I am trying to combine multiple spreadsheets (about 20) using a functional programming approach. Each spreadsheet contains an individual year of data. They are messy, with columns not named or name of same column changing across the spreadsheets.
I originally did all the cleaning up individually for each spreadsheet but want to learn how to do it with a functional programming to make it more reproducible.
My approach was to build a regex to match all the different names of the specified column, then rename the column using a custom function/regex. I thought I could then use map_dfr to apply this function to all the different spreadsheets to produce a final dataframe to work with.
However I have encountered 2 problems:
the regex engine in R seems to have the global parameter on and no way to switch it off. I want to match the the different possibilities in the regex expression in sequence and stop when it finds the first match, not all matches. For example, after I import the spreadsheets sometimes there are mulitple unamed columns which get given names ...1 etc. I only want to match the first instance. I cannot seem to work out if it possible to disable the global parameter, or a cleverer way of writing the regex to stop after the first match. Also is there another, perhaps better, way of approaching this?
When I pass my custom function, which seems to work well enough on individual dataframes, I get an error from map_df which I am not quite sure why.
I have produced a minimal reprex below, which I think highlights the issues.
All thoughts greatly received, including alternative approaches to this, as this must be a very common problem people come across. Thanks.
library(tidyverse)
year_1 <- tribble(
~`...1`, ~admissions,
"Hospital 1", 10,
"Hospital 2", 100,
"hospital 3", 200
)
year_2 <- tribble(
~provider_code, ~`...2`, ~admissions,
"H1", "Hospital 1", 20,
"H2", "Hospital 2", 400,
"H3", "hospital 3", 500
)
year_3 <- tribble(
~"Hospital provider code", ~"Commissioning region/Provider", ~admissions,
"H1", "Hospital 1", 350,
"H2", "Hospital 2", 350,
"H3", "hospital 3", 550
)
clean_up_area_column_name <- function(x){
rename({{x}}, area = matches("\\.{3}[0-9]|commissioning region|hospital provider", ignore.case = TRUE))
}
clean_up_area_column_name(year_1)
#> # A tibble: 3 × 2
#> area admissions
#> <chr> <dbl>
#> 1 Hospital 1 10
#> 2 Hospital 2 100
#> 3 hospital 3 200
clean_up_area_column_name(year_2)
#> # A tibble: 3 × 3
#> provider_code area admissions
#> <chr> <chr> <dbl>
#> 1 H1 Hospital 1 20
#> 2 H2 Hospital 2 400
#> 3 H3 hospital 3 500
clean_up_area_column_name(year_3)
#> # A tibble: 3 × 3
#> area1 area2 admissions
#> <chr> <chr> <dbl>
#> 1 H1 Hospital 1 350
#> 2 H2 Hospital 2 350
#> 3 H3 hospital 3 550
test_df <- map_dfr(c(year_1, year_2, year_3), clean_up_area_column_name)
#> Error in UseMethod("rename"): no applicable method for 'rename' applied to an object of class "character"
Created on 2022-08-08 by the reprex package (v2.0.1)
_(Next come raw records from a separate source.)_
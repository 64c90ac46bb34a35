use anyhow::{bail, Context, Result};
use chrono::Utc;
use clap::{Parser, Subcommand};
use frameprint::core::{CommandClassifier, FfmpegDecoder, Label};
use frameprint::{AppConfig, Fingerprint, Fingerprinter, HashStore, Pipeline, PipelineReport};
use indicatif::{ProgressBar, ProgressStyle};
use serde::Serialize;
use std::collections::BTreeMap;
use std::path::{Path, PathBuf};
use std::sync::Arc;
use std::time::Instant;
use walkdir::WalkDir;

#[derive(Parser, Debug)]
#[command(
    name = "frameprint",
    version,
    about = "Fingerprint video frames and track duplicates"
)]
struct Cli {
    /// JSON config file (default: <config dir>/frameprint/config.json if present)
    #[arg(long, global = true, value_name = "FILE")]
    config: Option<PathBuf>,

    /// Hash store location
    #[arg(long, global = true, value_name = "FILE")]
    database: Option<PathBuf>,

    /// Root directory for sampled frames
    #[arg(long, global = true, value_name = "DIR")]
    frames_dir: Option<PathBuf>,

    /// Log at debug level
    #[arg(short, long, global = true)]
    verbose: bool,

    #[command(subcommand)]
    command: Commands,
}

#[derive(Subcommand, Debug)]
enum Commands {
    /// Sample, fingerprint and record one video
    Process {
        /// Video file to process
        video: PathBuf,
        /// Name to record the video under (default: the file name)
        #[arg(long)]
        name: Option<String>,
        /// Keep every Nth frame
        #[arg(short, long)]
        interval: Option<u64>,
        /// Keep sampled frames in memory only
        #[arg(long)]
        no_persist: bool,
        /// External classifier, run as `<CMD> <frame path>`, printing Deepfake or Real
        #[arg(long, value_name = "CMD")]
        classifier_cmd: Option<String>,
        /// Print the report as JSON
        #[arg(long)]
        json: bool,
    },

    /// Process every video found under a directory
    Ingest {
        /// Directory to walk
        #[arg(short, long, value_name = "DIR")]
        path: PathBuf,
        /// Keep every Nth frame
        #[arg(short, long)]
        interval: Option<u64>,
        /// Keep sampled frames in memory only
        #[arg(long)]
        no_persist: bool,
    },

    /// Check whether a fingerprint is already stored
    Check {
        /// Hex fingerprint
        phash: String,
    },

    /// Print the fingerprint of an image file
    Hash {
        /// Image to fingerprint
        image: PathBuf,
    },

    /// Create the hash store if it does not exist
    Init,

    /// List stored hash records
    List {
        /// Only records of this video
        #[arg(long)]
        video: Option<String>,
    },
}

#[derive(Serialize)]
struct ProcessOutput<'a> {
    processed_at: String,
    #[serde(flatten)]
    report: &'a PipelineReport,
    label_counts: BTreeMap<Label, usize>,
}

fn main() -> Result<()> {
    let cli = Cli::parse();
    init_logging(cli.verbose);

    let mut config = AppConfig::load(cli.config.as_deref()).context("Failed to load config")?;
    if let Some(database) = cli.database {
        config.database_path = database;
    }
    if let Some(frames_dir) = cli.frames_dir {
        config.frames_dir = frames_dir;
    }

    match cli.command {
        Commands::Process {
            video,
            name,
            interval,
            no_persist,
            classifier_cmd,
            json,
        } => {
            apply_sampling_flags(&mut config, interval, no_persist)?;
            warn_if_no_ffmpeg();

            let mut pipeline = Pipeline::from_config(&config).with_context(|| {
                format!("Failed to open hash store {:?}", config.database_path)
            })?;
            if let Some(command) = classifier_cmd {
                if !config.persist_frames {
                    bail!("--classifier-cmd needs frames on disk; drop --no-persist");
                }
                let classifier = CommandClassifier::from_command_line(&command)
                    .context("--classifier-cmd is empty")?;
                pipeline = pipeline.with_classifier(Arc::new(classifier));
            }

            let original_name = name.unwrap_or_else(|| file_name_of(&video));
            if !json {
                println!("▶ Processing {}", video.display());
            }
            let report = benchmark("processing", !json, || {
                pipeline.process(&video, &original_name)
            })
            .with_context(|| format!("Failed to process {:?}", video))?;

            if json {
                let output = ProcessOutput {
                    processed_at: Utc::now().to_rfc3339(),
                    report: &report,
                    label_counts: report.label_counts(),
                };
                println!("{}", serde_json::to_string_pretty(&output)?);
            } else {
                print_report(&report);
            }
        }

        Commands::Ingest {
            path,
            interval,
            no_persist,
        } => {
            apply_sampling_flags(&mut config, interval, no_persist)?;
            warn_if_no_ffmpeg();

            let videos = scan_videos(&path, &config);
            if videos.is_empty() {
                println!("No videos found in {}.", path.display());
                return Ok(());
            }

            let pipeline = Pipeline::from_config(&config).with_context(|| {
                format!("Failed to open hash store {:?}", config.database_path)
            })?;

            let bar = ProgressBar::new(videos.len() as u64);
            bar.set_style(ProgressStyle::with_template(
                "{spinner:.green} [{bar:30}] {pos}/{len} {msg}",
            )?);

            let (mut hashed, mut duplicates, mut unreadable, mut failed) = (0, 0, 0, 0);
            for video in &videos {
                let file_name = file_name_of(video);
                bar.set_message(file_name.clone());
                match pipeline.process(video, &file_name) {
                    Ok(report) => {
                        if !report.opened {
                            unreadable += 1;
                            bar.println(format!("⚠️  Could not open {}", video.display()));
                        }
                        hashed += report.hashes.len();
                        duplicates += report.duplicates.len();
                    }
                    Err(err) => {
                        failed += 1;
                        bar.println(format!("❌ {}: {:#}", video.display(), err));
                    }
                }
                bar.inc(1);
            }
            bar.finish_with_message("done");

            println!(
                "\n✅ {} video(s): {} frame hash(es), {} duplicate(s), {} unreadable, {} failed",
                videos.len(),
                hashed,
                duplicates,
                unreadable,
                failed
            );
        }

        Commands::Check { phash } => {
            let store = HashStore::open(&config.database_path).with_context(|| {
                format!("Failed to open hash store {:?}", config.database_path)
            })?;
            let phash = Fingerprint::new(phash.trim().to_lowercase());

            if store.check_duplicate(&phash)? {
                match store.find(&phash)? {
                    Some(record) => println!(
                        "🔁 Duplicate: {} first seen in {} ({})",
                        phash, record.video_name, record.frame_path
                    ),
                    None => println!("🔁 Duplicate: {}", phash),
                }
            } else {
                println!("✨ {} has not been seen before.", phash);
            }
        }

        Commands::Hash { image } => {
            let fingerprinter = Fingerprinter::new(config.hash_size)?;
            let phash = fingerprinter
                .fingerprint_file(&image)
                .with_context(|| format!("Failed to fingerprint {:?}", image))?;
            println!("{}  {}", phash, image.display());
        }

        Commands::Init => {
            let store = HashStore::open(&config.database_path).with_context(|| {
                format!("Failed to initialize hash store {:?}", config.database_path)
            })?;
            println!(
                "✅ Hash store ready at {} ({} record(s))",
                store.path().display(),
                store.count()?
            );
        }

        Commands::List { video } => {
            let store = HashStore::open(&config.database_path).with_context(|| {
                format!("Failed to open hash store {:?}", config.database_path)
            })?;
            let records = store.records(video.as_deref())?;
            if records.is_empty() {
                println!("No records.");
            } else {
                println!("🗂️  {} record(s):", records.len());
                for record in &records {
                    println!(
                        "  {}  {}  {}",
                        record.phash, record.video_name, record.frame_path
                    );
                }
            }
        }
    }

    Ok(())
}

fn init_logging(verbose: bool) {
    let default_level = if verbose { "debug" } else { "info" };
    env_logger::Builder::from_env(env_logger::Env::default().default_filter_or(default_level))
        .format_timestamp(None)
        .init();
}

fn apply_sampling_flags(
    config: &mut AppConfig,
    interval: Option<u64>,
    no_persist: bool,
) -> Result<()> {
    if let Some(interval) = interval {
        config.interval = interval;
    }
    if no_persist {
        config.persist_frames = false;
    }
    config.validate()?;
    Ok(())
}

fn warn_if_no_ffmpeg() {
    if !FfmpegDecoder::is_available() {
        log::warn!("ffmpeg was not found on PATH; videos will yield no frames");
    }
}

fn file_name_of(path: &Path) -> String {
    path.file_name()
        .map(|n| n.to_string_lossy().into_owned())
        .unwrap_or_else(|| path.to_string_lossy().into_owned())
}

/// Recursively walk `dir`, returning the video files it holds.
fn scan_videos(dir: &Path, config: &AppConfig) -> Vec<PathBuf> {
    let mut videos: Vec<PathBuf> = WalkDir::new(dir)
        .into_iter()
        .filter_map(Result::ok)
        .filter(|entry| entry.file_type().is_file() && config.is_video(entry.path()))
        .map(|entry| entry.into_path())
        .collect();
    videos.sort();
    videos
}

fn print_report(report: &PipelineReport) {
    if !report.opened {
        println!("⚠️  Could not open the video; no frames were sampled.");
        return;
    }
    if report.sampled.is_empty() {
        println!("No frames decoded.");
        return;
    }

    println!("Sampled {} frame(s) from {}:", report.sampled.len(), report.video_name);
    for frame in &report.sampled {
        let hash = report
            .hashes
            .get(frame)
            .map(|h| h.to_string())
            .unwrap_or_else(|| "-".repeat(16));
        let mut line = format!("   {}  {}", hash, frame);
        if let Some(label) = report.labels.get(frame) {
            line.push_str(&format!("  [{}]", label));
        }
        if report.duplicates.contains(frame) {
            match report.duplicate_sources.get(frame) {
                Some(owner) => line.push_str(&format!("  🔁 seen in {}", owner)),
                None => line.push_str("  🔁 seen before"),
            }
        }
        println!("{}", line);
    }

    for failure in &report.errors {
        println!("   ⚠️  {}: {}", failure.frame, failure.message);
    }

    let counts = report.label_counts();
    if !counts.is_empty() {
        let summary: Vec<String> = counts
            .iter()
            .map(|(label, count)| format!("{}: {}", label, count))
            .collect();
        println!("\n🏷️  {}", summary.join("  "));
    }

    println!(
        "\n✅ {} hash(es), {} duplicate(s)",
        report.hashes.len(),
        report.duplicates.len()
    );
}

/// Run `f()`, print how long it took (with `label`) when `show` is set, and return its result.
fn benchmark<T, F: FnOnce() -> T>(label: &str, show: bool, f: F) -> T {
    let start = Instant::now();
    let result = f();
    if show {
        println!("⏱ {} took {:.2?}", label, start.elapsed());
    }
    result
}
Passing multiple data.frames to map requires a list
test_df <- map_dfr(list(year_1, year_2, year_3), clean_up_area_column_name)
# A tibble: 9 x 5
area admissions provider_code area1 area2
<chr> <dbl> <chr> <chr> <chr>
1 Hospital 1 10 NA NA NA
2 Hospital 2 100 NA NA NA
3 hospital 3 200 NA NA NA
4 Hospital 1 20 H1 NA NA
5 Hospital 2 400 H2 NA NA
6 hospital 3 500 H3 NA NA
7 NA 350 NA H1 Hospital 1
8 NA 350 NA H2 Hospital 2
9 NA 550 NA H3 hospital 3
If you only want to grab the first instances, as you say, then the following tweak to your function should work. Rename any "area1" to "area", then de-select the remaining "area" columns names with trailing digits (area2, area3 etc).
clean_up_area_column_name <- function(x){
rename({{x}},
area = matches("\\.{3}[0-9]|commissioning region|hospital provider")) %>%
rename(., area = matches("area1")) %>%
select(-any_of(matches("area\\d")))
}
I'm not sure what you expect year_3 to return as it seems your regex is matching the provider_code as well as area:
map_dfr(list(year_1, year_2, year_3), clean_up_area_column_name)
# A tibble: 9 × 3
area admissions provider_code
<chr> <dbl> <chr>
1 Hospital 1 10 NA
2 Hospital 2 100 NA
3 hospital 3 200 NA
4 Hospital 1 20 H1
5 Hospital 2 400 H2
6 hospital 3 500 H3
7 H1 350 NA
8 H2 350 NA
9 H3 550 NA

How to loop many factors into one function

I have a large data frame regarding Covid patients. I have included a very simplified version of what this frame looks like.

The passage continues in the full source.